Lipedema Academy

Stage 1: The Forgotten Face of Lipedema

Prof.Dr. Mustafa SAÇAR

What is Stage 1 Lipoedema?

Lipoedema is a condition that primarily affects women and is characterized by asymmetric fat accumulation in the lower extremities. The earliest stage of this disorder, stage 1, is often overlooked; as the symptoms are not yet apparent and can typically be confused with weight gain or genetic factors [1].

In stage 1, a slight thickening and thinning of the subcutaneous tissues are observed. Patients often feel a mild fullness in their legs, which can be associated with factors such as family structure or obesity [2].

Early diagnosis at this stage is critically important; as lipoedema is a progressive condition that can evolve into more serious stages over time. Early detection can contribute to the management of symptoms and the preservation of patients' quality of life [3].

Common Symptoms of Lipoedema

The most common symptoms of lipoedema include symmetrical fat accumulation in the legs, pain, sensitivity, and easy bruising. However, in stage 1 lipoedema, these symptoms are usually very mild, making diagnosis more difficult [4].

Individuals may report a feeling of heaviness in their legs and tenderness upon touching. These symptoms may become more pronounced when standing or sitting for extended periods [5].

Moreover, the skin surface in lipoedema-affected areas is typically smooth, and the appearance of cellulite is rare. This characteristic is an important factor that distinguishes lipoedema from other fat accumulation problems [6].

Challenges in Diagnosis

Diagnosing stage 1 lipoedema often requires the attention of an experienced specialist. This condition is frequently confused with obesity or lymphedema, which can delay access to the appropriate treatment [7].

Diagnosis is made based on the patient's medical history, physical examination, and sometimes imaging methods. However, in stage 1, these methods may not always yield clear results [8].

Therefore, it is important for patients to carefully monitor their symptoms and consult a specialist. Changes noticed in the early stage play a vital role in accurate diagnosis and treatment [9].

Lipoedema and Genetic Factors

There is evidence that lipoedema has a genetic component; individuals with a family history of lipoedema have a higher likelihood of developing this condition. However, genetic factors may not fully explain lipoedema on their own [10].

While genetic predisposition plays an important role in the development of lipoedema, it is believed that environmental factors are also influential. Hormonal changes, particularly during puberty, pregnancy, and menopause, are among these factors [11].

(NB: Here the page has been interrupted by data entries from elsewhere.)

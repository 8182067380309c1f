//! Core data model types for termbook.
//!
//! Records mirror the rows of the flat files; the remaining types are derived
//! results handed to the presentation layer and never persisted.

use serde::{Deserialize, Serialize};
use std::fmt;

/// Field separator used by every data file.
pub const SEPARATOR: char = ';';

/// Source tag written on records contributed through the submission flow.
pub const USER_SOURCE: &str = "user";

/// Source tag carried by pre-seeded records.
pub const DB_SOURCE: &str = "db";

/// A glossary entry as stored on disk.
#[derive(Debug, Clone, PartialEq, Eq, Serialize, Deserialize)]
pub struct TermRecord {
    pub term: String,
    pub definition: String,
    /// Provenance tag (e.g. "user", "db").
    pub source: String,
}

impl TermRecord {
    /// Build a user-contributed record, replacing characters that would break
    /// row alignment.
    pub fn contributed(term: &str, definition: &str) -> Self {
        Self {
            term: sanitize_field(term),
            definition: sanitize_field(definition),
            source: USER_SOURCE.to_string(),
        }
    }

    /// The raw line this record is persisted as.
    pub fn to_line(&self) -> String {
        format!(
            "{}{SEPARATOR}{}{SEPARATOR}{}",
            self.term, self.definition, self.source
        )
    }
}

/// Replace separators with commas and line breaks with spaces.
pub fn sanitize_field(value: &str) -> String {
    value
        .chars()
        .map(|c| match c {
            SEPARATOR => ',',
            '\n' | '\r' => ' ',
            other => other,
        })
        .collect()
}

/// A term as listed to readers, numbered from 1 in file order.
#[derive(Debug, Clone, PartialEq, Eq, Serialize, Deserialize)]
pub struct NumberedTerm {
    pub index: usize,
    pub term: String,
    pub definition: String,
}

/// A text with its translation, numbered from 1 in file order.
#[derive(Debug, Clone, PartialEq, Eq, Serialize, Deserialize)]
pub struct NumberedText {
    pub index: usize,
    pub text: String,
    pub translation: String,
}

/// A quiz item: a prompt and the single answer accepted for it.
#[derive(Debug, Clone, PartialEq, Eq, Serialize, Deserialize)]
pub struct Question {
    /// 1-based position of the data line this question was read from.
    pub index: usize,
    pub prompt: String,
    pub answer: String,
}

/// One graded line of a quiz submission.
#[derive(Debug, Clone, PartialEq, Eq, Serialize, Deserialize)]
pub struct GradedAnswer {
    pub index: usize,
    pub prompt: String,
    pub submitted: String,
    pub expected: String,
    pub correct: bool,
}

/// The result of grading one quiz attempt.
#[derive(Debug, Clone, PartialEq, Serialize, Deserialize)]
pub struct QuizOutcome {
    pub answers: Vec<GradedAnswer>,
    /// Percentage of correct answers, 0–100.
    pub score: f64,
}

impl QuizOutcome {
    pub fn correct_count(&self) -> usize {
        self.answers.iter().filter(|a| a.correct).count()
    }
}

/// Aggregate counts and definition lengths over all term records.
#[derive(Debug, Clone, PartialEq, Serialize, Deserialize)]
pub struct StatsSnapshot {
    /// Records tagged "db" or "user".
    pub terms_all: usize,
    /// Pre-seeded ("db") records.
    pub terms_own: usize,
    /// User-contributed records.
    pub terms_added: usize,
    /// Records whose tag matched neither; not part of `terms_all`.
    pub terms_other: usize,
    pub words_avg: f64,
    pub words_max: usize,
    pub words_min: usize,
}

/// A new glossary entry submitted by a reader.
#[derive(Debug, Clone, Default, Serialize, Deserialize)]
pub struct TermSubmission {
    /// Display name of the contributor, echoed back on the outcome page.
    #[serde(default)]
    pub name: Option<String>,
    #[serde(default)]
    pub term: String,
    #[serde(default)]
    pub definition: String,
}

impl TermSubmission {
    /// Check blank fields. The definition is checked before the term.
    pub fn validate(&self) -> Result<(), Rejection> {
        if self.definition.trim().is_empty() {
            return Err(Rejection::BlankDefinition);
        }
        if self.term.trim().is_empty() {
            return Err(Rejection::BlankTerm);
        }
        Ok(())
    }
}

/// Why a submission was turned away.
#[derive(Debug, Clone, Copy, PartialEq, Eq, Serialize, Deserialize)]
#[serde(rename_all = "snake_case")]
pub enum Rejection {
    BlankDefinition,
    BlankTerm,
}

impl Rejection {
    /// The form field the rejection refers to.
    pub fn field(&self) -> &'static str {
        match self {
            Rejection::BlankDefinition => "definition",
            Rejection::BlankTerm => "term",
        }
    }

    pub fn message(&self) -> &'static str {
        match self {
            Rejection::BlankDefinition => "definition must not be empty",
            Rejection::BlankTerm => "term must not be empty",
        }
    }
}

impl fmt::Display for Rejection {
    fn fmt(&self, f: &mut fmt::Formatter<'_>) -> fmt::Result {
        f.write_str(self.message())
    }
}

/// What happened to a submission.
#[derive(Debug, Clone, PartialEq, Eq, Serialize, Deserialize)]
#[serde(tag = "status", rename_all = "snake_case")]
pub enum SubmissionOutcome {
    Added {
        name: Option<String>,
        record: TermRecord,
    },
    Rejected {
        name: Option<String>,
        reason: Rejection,
    },
}

impl SubmissionOutcome {
    pub fn is_added(&self) -> bool {
        matches!(self, SubmissionOutcome::Added { .. })
    }

    /// Message shown to the contributor.
    pub fn comment(&self) -> &'static str {
        match self {
            SubmissionOutcome::Added { .. } => "your term has been added",
            SubmissionOutcome::Rejected { reason, .. } => reason.message(),
        }
    }
}
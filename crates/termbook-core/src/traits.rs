//! Collaborator traits consumed by the core.
//!
//! The presentation layer decides how responses are cached; the core only
//! signals when everything it has cached is stale.

/// A cache of rendered responses that can be dropped wholesale.
pub trait ResponseCache: Send + Sync {
    /// Discard every cached response.
    fn invalidate_all(&self) -> anyhow::Result<()>;
}

/// Cache that holds nothing.
pub struct NoopCache;

impl ResponseCache for NoopCache {
    fn invalidate_all(&self) -> anyhow::Result<()> {
        Ok(())
    }
}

Therefore, individuals with a family predisposition may accelerate diagnosis and treatment processes by noticing symptoms early on [12].

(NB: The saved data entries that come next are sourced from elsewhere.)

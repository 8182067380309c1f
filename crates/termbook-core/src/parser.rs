//! Delimited flat-file parsing.
//!
//! Every data file is one header line followed by `;`-separated data lines,
//! with no quoting or escaping.

use std::path::Path;

use crate::error::{Result, StoreError};
use crate::model::SEPARATOR;

/// A data line together with its 1-based position after the header.
#[derive(Debug, Clone, PartialEq, Eq)]
pub struct DataLine {
    pub number: usize,
    pub text: String,
}

/// Read a file and return its data lines, dropping the header.
pub fn read_data_lines(path: &Path) -> Result<Vec<DataLine>> {
    let content = std::fs::read_to_string(path).map_err(|e| StoreError::io(path, e))?;
    let lines = data_lines(&content);
    tracing::debug!("read {} data lines from {}", lines.len(), path.display());
    Ok(lines)
}

/// Split file contents into data lines, dropping the header.
pub fn data_lines(content: &str) -> Vec<DataLine> {
    content
        .lines()
        .skip(1)
        .enumerate()
        .map(|(i, text)| DataLine {
            number: i + 1,
            text: text.to_string(),
        })
        .collect()
}

/// Split a raw line on the separator.
pub fn split_fields(line: &str) -> Vec<&str> {
    line.split(SEPARATOR).collect()
}

/// Split a line into exactly three fields.
///
/// `line_no` is the 1-based data line number, reported in the error as the
/// file line (header included).
pub fn parse_triple<'a>(path: &Path, line_no: usize, line: &'a str) -> Result<[&'a str; 3]> {
    let fields = split_fields(line);
    match fields.as_slice() {
        [a, b, c] => Ok([*a, *b, *c]),
        _ => Err(StoreError::MalformedRecord {
            path: path.to_path_buf(),
            line: line_no + 1,
            expected: 3,
            found: fields.len(),
        }),
    }
}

Alternative and New Theories

In addition to traditional methods in the treatment of lipoedema, alternative and new approaches have emerged in recent years. The role of ketogenic diets and physical exercise in managing lipoedema is being investigated [13].

Some studies have shown that ketogenic diets may be effective in reducing pain and improving quality of life in patients with lipoedema. This diet aims to provide the body's energy source from fats with low carbohydrate and high fat content [14].

Additionally, regular physical activity is said to relieve lipoedema symptoms and improve patients' overall health. Exercise can help reduce edema by increasing lymphatic flow [15].

Diagnosis and Treatment Methods

The diagnosis of lipoedema typically begins with a physical examination and evaluation of the patient's symptoms. However, in stage 1 lipoedema, this process can become more complex. Therefore, it is crucial to consult a specialist for accurate diagnosis [15].

Treatment options include conservative methods and surgical interventions. Conservative treatments generally involve lifestyle changes, diet, and exercise programs. Surgical interventions aim to reduce fat tissue through procedures such as liposuction [15].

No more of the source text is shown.